• _TASK PROMPT_: What follows is a set of records; copy all of it exactly.

• _SOURCE DATA_:
//! Persistence of materialized call graphs.

pub mod memory;
pub mod sqlite;

use crate::core::graph::{FunctionEdge, FunctionNode};
use crate::error::StoreResult;

pub use memory::MemoryStore;
pub use sqlite::SqliteStore;

/// A store shared by the two writer threads; every method takes `&self`.
pub trait CallGraphStore: Send + Sync {
    fn init_table(&self) -> StoreResult<()>;

    /// Inserts the node or overwrites the stored one with the same key.
    fn save_func_node(&self, node: &FunctionNode) -> StoreResult<()>;

    /// Appends the edge; duplicates are kept.
    fn save_func_edge(&self, edge: &FunctionEdge) -> StoreResult<()>;

    /// The node with its parents and children filled in from stored edges.
    fn get_func_node_by_key(&self, key: &str) -> StoreResult<Option<FunctionNode>>;

    /// Nodes that call `callee_key`, one per stored edge.
    fn get_caller_edges(&self, callee_key: &str) -> StoreResult<Vec<FunctionNode>>;

    /// Nodes called by `caller_key`, one per stored edge.
    fn get_callee_edges(&self, caller_key: &str) -> StoreResult<Vec<FunctionNode>>;

    /// Every node, ordered by key.
    fn get_all_func_nodes(&self) -> StoreResult<Vec<FunctionNode>>;

    fn get_all_func_edges(&self) -> StoreResult<Vec<FunctionEdge>>;

    /// Case-insensitive substring search over name and package, ordered by key.
    fn search_func_nodes(&self, query: &str, limit: usize) -> StoreResult<Vec<FunctionNode>>;
}
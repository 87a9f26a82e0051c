pub mod common;
pub mod constraints;
pub mod go;

pub use constraints::BuildContext;
pub use go::GoParser;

• _OUTPUT OF THE EXERCISE_:
//! Persistence of materialized call graphs.

pub mod memory;
pub mod sqlite;

use crate::core::graph::{FunctionEdge, FunctionNode};
use crate::error::StoreResult;

pub use memory::MemoryStore;
pub use sqlite::SqliteStore;

/// A store shared by the two writer threads; every method takes `&self`.
pub trait CallGraphStore: Send + Sync {
    fn init_table(&self) -> StoreResult<()>;

    /// Inserts the node or overwrites the stored one with the same key.
    fn save_func_node(&self, node: &FunctionNode) -> StoreResult<()>;

    /// Appends the edge; duplicates are kept.
    fn save_func_edge(&self, edge: &FunctionEdge) -> StoreResult<()>;

    /// The node with its parents and children filled in from stored edges.
    fn get_func_node_by_key(&self, key: &str) -> StoreResult<Option<FunctionNode>>;

    /// Nodes that call `callee_key`, one per stored edge.
    fn get_caller_edges(&self, callee_key: &str) -> StoreResult<Vec<FunctionNode>>;

    /// Nodes called by `caller_key`, one per stored edge.
    fn get_callee_edges(&self, caller_key: &str) -> StoreResult<Vec<FunctionNode>>;

    /// Every node, ordered by key.
    fn get_all_func_nodes(&self) -> StoreResult<Vec<FunctionNode>>;

    fn get_all_func_edges(&self) -> StoreResult<Vec<FunctionEdge>>;

    /// Case-insensitive substring search over name and package, ordered by key.
    fn search_func_nodes(&self, query: &str, limit: usize) -> StoreResult<Vec<FunctionNode>>;
}
repository 87a9f26a82e0051c
pub mod common;
pub mod constraints;
pub mod go;

pub use constraints::BuildContext;
pub use go::GoParser;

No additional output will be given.